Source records
"""
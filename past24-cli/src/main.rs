//! Binary crate for the `past24` command-line dashboard.
//!
//! This crate focuses on:
//! - Parsing CLI arguments
//! - Interactive configuration
//! - Human-friendly rendering of the dashboard

use clap::Parser;

mod cli;
mod render;

#[tokio::main]
async fn main() -> anyhow::Result<()> {
    env_logger::Builder::new()
        .filter_level(log::LevelFilter::Warn)
        .parse_default_env()
        .init();

    let cmd = cli::Cli::parse();
    cmd.run().await
}
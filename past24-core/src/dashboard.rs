//! Dashboard state: the selected city and filter plus the one authoritative window.
//!
//! A fetch cycle is split in three so that superseded fetches can be dropped:
//! [`Dashboard::begin_fetch`] hands out a [`FetchTicket`], [`run_fetch`] does the
//! network work, and [`Dashboard::complete`] publishes the result only if the
//! ticket is still the latest one.

use std::sync::Arc;

use log::{error, info, warn};
use serde::Serialize;
use tokio_util::sync::CancellationToken;

use crate::{
    clock::TimeWindow,
    fetch::fetch_day_pair_cancellable,
    model::{HourRecord, WeatherWindow},
    provider::{FetchError, HistoryProvider},
    stats::{ConditionFrequency, WindowStats, format_fahrenheit},
    stitch::stitch,
    view::{ALL_CONDITIONS, ConditionFilter, decode_timestamp, filter_by_condition, find_by_timestamp},
};

#[derive(Debug, Clone, Default, PartialEq)]
pub enum DashboardState {
    #[default]
    Idle,
    /// A fetch is running; the last published window stays readable.
    Fetching { previous: WeatherWindow },
    Ready(WeatherWindow),
    /// Last fetch failed; the window is empty.
    Failed,
}

/// Handle for one in-flight fetch cycle.
#[derive(Debug, Clone)]
pub struct FetchTicket {
    generation: u64,
    city: String,
    window: TimeWindow,
    cancel: CancellationToken,
}

impl FetchTicket {
    pub fn city(&self) -> &str {
        &self.city
    }

    pub fn generation(&self) -> u64 {
        self.generation
    }
}

/// Result of running a [`FetchTicket`].
#[derive(Debug)]
pub struct FetchOutcome {
    ticket: FetchTicket,
    result: Result<WeatherWindow, FetchError>,
}

/// What happened when an outcome was handed back to the dashboard.
#[derive(Debug, Clone, Copy, PartialEq, Eq)]
pub enum Publish {
    Ready,
    Failed,
    /// A newer fetch was started; the outcome was dropped.
    Stale,
}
"""
▶ _HOW TO COMPLETE THIS TASK_:
Reproduce each line above that contains "FetchError".

▶ _ANSWER SECTION_:
    provider::{FetchError, HistoryProvider},
    result: Result<WeatherWindow, FetchError>,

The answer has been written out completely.